Spanning half a century, the exhibition establishes connections between artists and art forms that would otherwise go unnoticed, and links major moments in queer history to geographic locations in New York City. It’s a truly holistic view of what we now call the gay rights movement, but more importantly, provides a visual and physical history of a marginalized community through the actors, filmmakers, painters, musicians, writers and photographers who lived and thrived among cultural adversity and political oppression.
Donald Albrecht, MCNY’s Curator of Architecture and Design emphasized the show’s multi-faceted approach to exploring the gay subculture of the city via networks, as opposed to individual artists. “The show really has to be viewed as a synthesis between LGBTQ contributions to life in New York City in the 20th century as well as the gay geography of New York and how these communities and networks were formed.”
While Gay Gotham does showcase the work of 10 specific artists, split across two levels and separated by two different timelines, both curators noted that their intention was to feature artists who weren’t just well known among the mainstream, but who also crossed genres and generations, influencing the culture and community that in turn inspired them. Peter Hujar’s iconic portraits of his friends and lovers, and Robert Mapplethorpe‘s erotic and confrontational images feel comfortably at home in Gay Gotham, but the show truly shines in the work of less familiar artists, like George Platt Lynes, Alice O’Malley and Chantal Regnault.
Lynes, a professional fashion photographer in the crushingly conservative 1940s and ’50s, used his camera to create beautiful portraits of his friends and colleagues, with subtle and, in the case of his male nudes, not-so-subtle clues about his own desires and his subject’s hidden homosexual identities. On the surface, much of Lynes’s work is a reflection of the kind of stately, upright masculinity that was expected of men in the mid 20th century, but the way he staged his scenes and posed his subjects, limbs entangled and bodies intertwined, alludes to a bending of rigid gender lines and arbitrary moral codes that would later inspire Mapplethorpe, who Albrecht said was a big fan of Lynes’s photographic figure studies.

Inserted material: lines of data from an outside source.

//! Redis backing store

use std::fmt;

use async_trait::async_trait;
use redis::aio::ConnectionManager;
use redis::{AsyncCommands, Client};

use crate::domain::cache::{namespaced, BackingStore, CacheEntry, ScanPage};
use crate::domain::DomainError;

/// Configuration for the Redis backing store
#[derive(Debug, Clone)]
pub struct RedisBackingStoreConfig {
    /// Redis connection URL (e.g., "redis://127.0.0.1:6379")
    pub url: String,
    /// Prefix separating this cache from other data in the database
    pub namespace: String,
}

impl Default for RedisBackingStoreConfig {
    fn default() -> Self {
        Self {
            url: "redis://127.0.0.1:6379".to_string(),
            namespace: "homeopathika:remedies".to_string(),
        }
    }
}

impl RedisBackingStoreConfig {
    pub fn new(url: impl Into<String>) -> Self {
        Self {
            url: url.into(),
            ..Default::default()
        }
    }

    pub fn with_namespace(mut self, namespace: impl Into<String>) -> Self {
        self.namespace = namespace.into();
        self
    }
}

/// Backing store keeping each entry as a JSON string under `<namespace>:<key>`
#[derive(Clone)]
pub struct RedisBackingStore {
    connection: ConnectionManager,
    config: RedisBackingStoreConfig,
}

impl fmt::Debug for RedisBackingStore {
    fn fmt(&self, f: &mut fmt::Formatter<'_>) -> fmt::Result {
        f.debug_struct("RedisBackingStore")
            .field("config", &self.config)
            .field("connection", &"<ConnectionManager>")
            .finish()
    }
}

impl RedisBackingStore {
    pub async fn new(config: RedisBackingStoreConfig) -> Result<Self, DomainError> {
        let client = Client::open(config.url.as_str())
            .map_err(|e| DomainError::storage(format!("Failed to create Redis client: {}", e)))?;

        let connection = ConnectionManager::new(client)
            .await
            .map_err(|e| DomainError::storage(format!("Failed to connect to Redis: {}", e)))?;

        Ok(Self { connection, config })
    }

    fn prefix_key(&self, key: &str) -> String {
        namespaced(&self.config.namespace, key)
    }

    fn match_pattern(&self) -> String {
        self.prefix_key("*")
    }

    fn strip_prefix<'a>(&self, key: &'a str) -> &'a str {
        if self.config.namespace.is_empty() {
            return key;
        }

        key.strip_prefix(self.config.namespace.as_str())
            .and_then(|rest| rest.strip_prefix(':'))
            .unwrap_or(key)
    }

    fn decode(key: &str, raw: &str) -> Result<CacheEntry, DomainError> {
        serde_json::from_str(raw)
            .map_err(|e| DomainError::storage(format!("Corrupt entry '{}': {}", key, e)))
    }

    async fn scan_keys(&self, cursor: u64, count: usize) -> Result<(u64, Vec<String>), DomainError> {
        let mut conn = self.connection.clone();

        redis::cmd("SCAN")
            .arg(cursor)
            .arg("MATCH")
            .arg(self.match_pattern())
            .arg("COUNT")
            .arg(count.max(1))
            .query_async(&mut conn)
            .await
            .map_err(|e| DomainError::storage(format!("Failed to scan keys: {}", e)))
    }
}

#[async_trait]
impl BackingStore for RedisBackingStore {
    async fn ensure_namespace(&self) -> Result<(), DomainError> {
        // Redis namespaces are key prefixes; only check the server is reachable
        let mut conn = self.connection.clone();

        redis::cmd("PING")
            .query_async::<String>(&mut conn)
            .await
            .map(|_| ())
            .map_err(|e| DomainError::storage(format!("Redis is unavailable: {}", e)))
    }

    async fn get(&self, key: &str) -> Result<Option<CacheEntry>, DomainError> {
        let mut conn = self.connection.clone();

        let raw: Option<String> = conn
            .get(self.prefix_key(key))
            .await
            .map_err(|e| DomainError::storage(format!("Failed to get key '{}': {}", key, e)))?;

        raw.map(|raw| Self::decode(key, &raw)).transpose()
    }

    async fn put(&self, entry: CacheEntry) -> Result<(), DomainError> {
        let data = serde_json::to_string(&entry)
            .map_err(|e| DomainError::storage(format!("Failed to serialize entry: {}", e)))?;
        let mut conn = self.connection.clone();

        let _: () = conn
            .set(self.prefix_key(&entry.key), data)
            .await
            .map_err(|e| {
                DomainError::storage(format!("Failed to set key '{}': {}", entry.key, e))
            })?;

        Ok(())
    }

    async fn delete(&self, key: &str) -> Result<bool, DomainError> {
        let mut conn = self.connection.clone();

        let deleted: i32 = conn.del(self.prefix_key(key)).await.map_err(|e| {
            DomainError::storage(format!("Failed to delete key '{}': {}", key, e))
        })?;

        Ok(deleted > 0)
    }

    async fn keys(&self) -> Result<Vec<String>, DomainError> {
        let mut cursor = 0u64;
        let mut keys = Vec::new();

        loop {
            let (next, page) = self.scan_keys(cursor, 1000).await?;
            keys.extend(page.iter().map(|k| self.strip_prefix(k).to_string()));
            cursor = next;

            if cursor == 0 {
                break;
            }
        }

        keys.sort();
        keys.dedup();
        Ok(keys)
    }

    async fn scan(&self, cursor: u64, count: usize) -> Result<ScanPage, DomainError> {
        let (next, keys) = self.scan_keys(cursor, count).await?;
        let next_cursor = if next == 0 { None } else { Some(next) };

        if keys.is_empty() {
            return Ok(ScanPage {
                entries: Vec::new(),
                next_cursor,
            });
        }

        let mut conn = self.connection.clone();
        let values: Vec<Option<String>> = redis::cmd("MGET")
            .arg(&keys)
            .query_async(&mut conn)
            .await
            .map_err(|e| DomainError::storage(format!("Failed to read entries: {}", e)))?;

        let mut entries = Vec::with_capacity(values.len());
        for (key, raw) in keys.iter().zip(values) {
            // keys removed between SCAN and MGET come back as nil
            if let Some(raw) = raw {
                entries.push(Self::decode(self.strip_prefix(key), &raw)?);
            }
        }

        Ok(ScanPage {
            entries,
            next_cursor,
        })
    }
}
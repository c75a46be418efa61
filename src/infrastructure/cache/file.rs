//! Flat-file backing store
//!
//! Each namespace is a single JSON document mapping keys to entries, kept
//! sorted so cursor offsets are stable between pages.

use std::collections::BTreeMap;
use std::io::ErrorKind;
use std::path::{Path, PathBuf};

use async_trait::async_trait;
use tokio::sync::Mutex;

use crate::domain::cache::{page_bounds, BackingStore, CacheEntry, ScanPage};
use crate::domain::DomainError;

type Index = BTreeMap<String, CacheEntry>;

/// Configuration for the file backing store
#[derive(Debug, Clone)]
pub struct FileBackingStoreConfig {
    /// Directory holding one file per namespace
    pub directory: PathBuf,
    pub namespace: String,
}

impl FileBackingStoreConfig {
    pub fn new(directory: impl Into<PathBuf>, namespace: impl Into<String>) -> Self {
        Self {
            directory: directory.into(),
            namespace: namespace.into(),
        }
    }
}

/// Backing store persisting entries in `<directory>/<namespace>.json`
#[derive(Debug)]
pub struct FileBackingStore {
    directory: PathBuf,
    path: PathBuf,
    // Serializes read-modify-write cycles within this process
    lock: Mutex<()>,
}

impl FileBackingStore {
    pub fn new(config: FileBackingStoreConfig) -> Self {
        let file_name = format!("{}.json", Self::encode_namespace(&config.namespace));

        Self {
            path: config.directory.join(file_name),
            directory: config.directory,
            lock: Mutex::new(()),
        }
    }

    pub fn path(&self) -> &Path {
        &self.path
    }

    /// Percent-encodes a namespace into a file stem
    ///
    /// ASCII alphanumerics, `-` and `_` are kept; every other byte becomes
    /// `%XX`, so distinct namespaces always get distinct files.
    fn encode_namespace(namespace: &str) -> String {
        if namespace.is_empty() {
            return "%".to_string();
        }

        let mut stem = String::with_capacity(namespace.len());
        for byte in namespace.bytes() {
            if byte.is_ascii_alphanumeric() || byte == b'-' || byte == b'_' {
                stem.push(byte as char);
            } else {
                stem.push_str(&format!("%{:02X}", byte));
            }
        }
        stem
    }

    async fn read_index(&self) -> Result<Index, DomainError> {
        match tokio::fs::read(&self.path).await {
            Ok(bytes) if bytes.is_empty() => Ok(Index::new()),
            Ok(bytes) => serde_json::from_slice(&bytes).map_err(|e| {
                DomainError::storage(format!(
                    "Corrupt cache file '{}': {}",
                    self.path.display(),
                    e
                ))
            }),
            Err(e) if e.kind() == ErrorKind::NotFound => Ok(Index::new()),
            Err(e) => Err(DomainError::storage(format!(
                "Failed to read cache file '{}': {}",
                self.path.display(),
                e
            ))),
        }
    }

    async fn write_index(&self, index: &Index) -> Result<(), DomainError> {
        let data = serde_json::to_vec(index)
            .map_err(|e| DomainError::storage(format!("Failed to serialize cache index: {}", e)))?;

        let tmp = self.path.with_extension("json.tmp");

        tokio::fs::write(&tmp, data).await.map_err(|e| {
            DomainError::storage(format!("Failed to write '{}': {}", tmp.display(), e))
        })?;

        tokio::fs::rename(&tmp, &self.path).await.map_err(|e| {
            DomainError::storage(format!(
                "Failed to replace cache file '{}': {}",
                self.path.display(),
                e
            ))
        })
    }
}

#[async_trait]
impl BackingStore for FileBackingStore {
    async fn ensure_namespace(&self) -> Result<(), DomainError> {
        let _guard = self.lock.lock().await;

        tokio::fs::create_dir_all(&self.directory).await.map_err(|e| {
            DomainError::storage(format!(
                "Failed to create cache directory '{}': {}",
                self.directory.display(),
                e
            ))
        })?;

        match tokio::fs::metadata(&self.path).await {
            Ok(_) => Ok(()),
            Err(e) if e.kind() == ErrorKind::NotFound => self.write_index(&Index::new()).await,
            Err(e) => Err(DomainError::storage(format!(
                "Failed to inspect cache file '{}': {}",
                self.path.display(),
                e
            ))),
        }
    }

    async fn get(&self, key: &str) -> Result<Option<CacheEntry>, DomainError> {
        let _guard = self.lock.lock().await;
        Ok(self.read_index().await?.remove(key))
    }

    async fn put(&self, entry: CacheEntry) -> Result<(), DomainError> {
        let _guard = self.lock.lock().await;
        let mut index = self.read_index().await?;
        index.insert(entry.key.clone(), entry);
        self.write_index(&index).await
    }

    async fn delete(&self, key: &str) -> Result<bool, DomainError> {
        let _guard = self.lock.lock().await;
        let mut index = self.read_index().await?;

        if index.remove(key).is_none() {
            return Ok(false);
        }

        self.write_index(&index).await?;
        Ok(true)
    }

    async fn keys(&self) -> Result<Vec<String>, DomainError> {
        let _guard = self.lock.lock().await;
        Ok(self.read_index().await?.into_keys().collect())
    }

    async fn scan(&self, cursor: u64, count: usize) -> Result<ScanPage, DomainError> {
        let _guard = self.lock.lock().await;
        let index = self.read_index().await?;
        let start = (cursor as usize).min(index.len());
        let (end, next_cursor) = page_bounds(index.len(), cursor, count);

        Ok(ScanPage {
            entries: index.into_values().skip(start).take(end - start).collect(),
            next_cursor,
        })
    }

    async fn clear(&self) -> Result<(), DomainError> {
        let _guard = self.lock.lock().await;
        self.write_index(&Index::new()).await
    }
}
//! Cache infrastructure - backing stores and the TTL cache store

mod factory;
mod file;
mod in_memory;
mod redis;
mod store;

pub use factory::{BackingStoreConfig, BackingStoreFactory, BackingStoreType};
pub use file::{FileBackingStore, FileBackingStoreConfig};
pub use in_memory::InMemoryBackingStore;
pub use self::redis::{RedisBackingStore, RedisBackingStoreConfig};
pub use store::{CacheStore, CacheStoreConfig};
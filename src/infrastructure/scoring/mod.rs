//! Scoring infrastructure

mod heuristic;

pub use heuristic::HeuristicScorer;
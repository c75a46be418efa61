//! Observability infrastructure - Metrics

mod metrics;

pub use self::metrics::{record_cache_lookup, record_fetch, record_refresh};
//! Query term highlighting for snippets rendered as HTML

use std::collections::BTreeSet;

use regex::RegexBuilder;

const MARK_OPEN: &str = "<mark>";
const MARK_CLOSE: &str = "</mark>";

/// Escapes the five HTML-significant characters
pub fn escape_html(text: &str) -> String {
    let mut escaped = String::with_capacity(text.len());

    for ch in text.chars() {
        match ch {
            '&' => escaped.push_str("&amp;"),
            '<' => escaped.push_str("&lt;"),
            '>' => escaped.push_str("&gt;"),
            '"' => escaped.push_str("&quot;"),
            '\'' => escaped.push_str("&#39;"),
            other => escaped.push(other),
        }
    }

    escaped
}

/// Splits a query into lowercase whitespace-separated tokens
pub fn query_tokens(query: &str) -> Vec<String> {
    query
        .split_whitespace()
        .map(str::to_lowercase)
        .collect()
}

/// Escapes `text` and wraps every case-insensitive occurrence of each token in `<mark>`.
///
/// Tokens are matched against the raw text and each segment is escaped on
/// the way out, so a token never matches inside an entity the escaper
/// produced. Longer tokens win over shorter tokens they overlap with.
pub fn highlight<S: AsRef<str>>(text: Option<&str>, tokens: &[S]) -> String {
    let text = text.unwrap_or_default();

    let distinct: BTreeSet<String> = tokens
        .iter()
        .map(|t| t.as_ref().trim().to_lowercase())
        .filter(|t| !t.is_empty())
        .collect();

    if distinct.is_empty() || text.is_empty() {
        return escape_html(text);
    }

    let mut ordered: Vec<String> = distinct.into_iter().collect();
    ordered.sort_by(|a, b| b.len().cmp(&a.len()).then_with(|| a.cmp(b)));

    let alternation = ordered
        .iter()
        .map(|t| regex::escape(t))
        .collect::<Vec<_>>()
        .join("|");

    let pattern = match RegexBuilder::new(&alternation).case_insensitive(true).build() {
        Ok(pattern) => pattern,
        Err(e) => {
            tracing::warn!(error = %e, "Failed to build highlight pattern");
            return escape_html(text);
        }
    };

    let mut highlighted = String::with_capacity(text.len() + 16);
    let mut last = 0;

    for found in pattern.find_iter(text) {
        highlighted.push_str(&escape_html(&text[last..found.start()]));
        highlighted.push_str(MARK_OPEN);
        highlighted.push_str(&escape_html(found.as_str()));
        highlighted.push_str(MARK_CLOSE);
        last = found.end();
    }
    highlighted.push_str(&escape_html(&text[last..]));

    highlighted
}

#[cfg(test)]
mod tests {
    use super::*;

    const NONE: [&str; 0] = [];

    #[test]
    fn test_escape_html() {
        assert_eq!(
            escape_html(r#"<a href="x">Tom & Jerry's</a>"#),
            "&lt;a href=&quot;x&quot;&gt;Tom &amp; Jerry&#39;s&lt;/a&gt;"
        );
    }

    #[test]
    fn test_no_tokens_equals_escape() {
        let text = "Fear of <death> & anguish";
        assert_eq!(highlight(Some(text), &NONE), escape_html(text));
        assert_eq!(highlight(Some(text), &["", "  "]), escape_html(text));
    }

    #[test]
    fn test_absent_text() {
        assert_eq!(highlight(None, &["fear"]), "");
    }

    #[test]
    fn test_script_is_escaped() {
        let result = highlight(Some("<script>"), &["x"]);
        assert!(!result.contains("<script>"));
        assert_eq!(result, "&lt;script&gt;");
    }

    #[test]
    fn test_preserves_original_casing() {
        assert_eq!(
            highlight(Some("Restlessness; restless at night"), &["RESTLESS"]),
            "<mark>Restless</mark>ness; <mark>restless</mark> at night"
        );
    }

    #[test]
    fn test_longest_token_wins() {
        assert_eq!(
            highlight(Some("restlessness"), &["rest", "restlessness"]),
            "<mark>restlessness</mark>"
        );
    }

    #[test]
    fn test_markup_not_rematched() {
        assert_eq!(
            highlight(Some("a mark"), &["a"]),
            "<mark>a</mark> m<mark>a</mark>rk"
        );
        assert_eq!(
            highlight(Some("mark the spot"), &["mark", "a"]),
            "<mark>mark</mark> the spot"
        );
    }

    #[test]
    fn test_token_with_special_characters() {
        assert_eq!(
            highlight(Some("Tom & Jerry (cat)"), &["& jerry", "(cat)"]),
            "Tom <mark>&amp; Jerry</mark> <mark>(cat)</mark>"
        );
    }

    #[test]
    fn test_tokens_never_match_inside_entities() {
        let text = "Tom & Jerry <b>";
        assert_eq!(highlight(Some(text), &["amp", "lt"]), escape_html(text));
        assert_eq!(
            highlight(Some("Hahnemann's \"Organon\""), &["quot", "39", "organon"]),
            "Hahnemann&#39;s &quot;<mark>Organon</mark>&quot;"
        );
    }

    #[test]
    fn test_markup_characters_in_tokens() {
        assert_eq!(
            highlight(Some("worse <after> eating"), &["<after>"]),
            "worse <mark>&lt;after&gt;</mark> eating"
        );
    }

    #[test]
    fn test_unmatched_tokens() {
        assert_eq!(highlight(Some("thirstless"), &["chilly"]), "thirstless");
    }

    #[test]
    fn test_query_tokens() {
        assert_eq!(query_tokens("  Fear  of DEATH "), vec!["fear", "of", "death"]);
    }
}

By the 1960s, the networks that had fostered Lynes and colleagues like Cecil Beaton and Carl Van Vechten had morphed into vibrant creative clusters in New York City. It was a time of radical activism, and the queer community responded with art that demanded progress and forward movement, while at the same time looking back in an attempt to define itself. “There was more activism happening, partly in response to state oppression,” Vider says, “but the ’70s is also a time of legacy building where the sense of a ‘gay identity’ becomes more solidified.”
In oppressed and marginalized communities, lineage is hard to come by. Evidence, artistic or otherwise, is often hidden or destroyed by a dominant culture that sees alternate histories as insignificant and unworthy. But in the later decades of the 20th century, LGBTQ artists took it upon themselves to document the communities that nurtured them. From anonymous photos of men cruising Times Square in the 1960s to Chantal Regnault’s shots from the Voguing and Ballroom scene in New York and New Jersey and O’Malley’s photojournalistic images of women at legendary lesbian bar the Clit Club, the art and photography in Gay Gotham shows a movement establishing itself, refusing to be defined by anyone other than those directly contributing to its livelihood.
Gay Gotham is on view at the Museum of the City of New York through Feb. 26, 2017.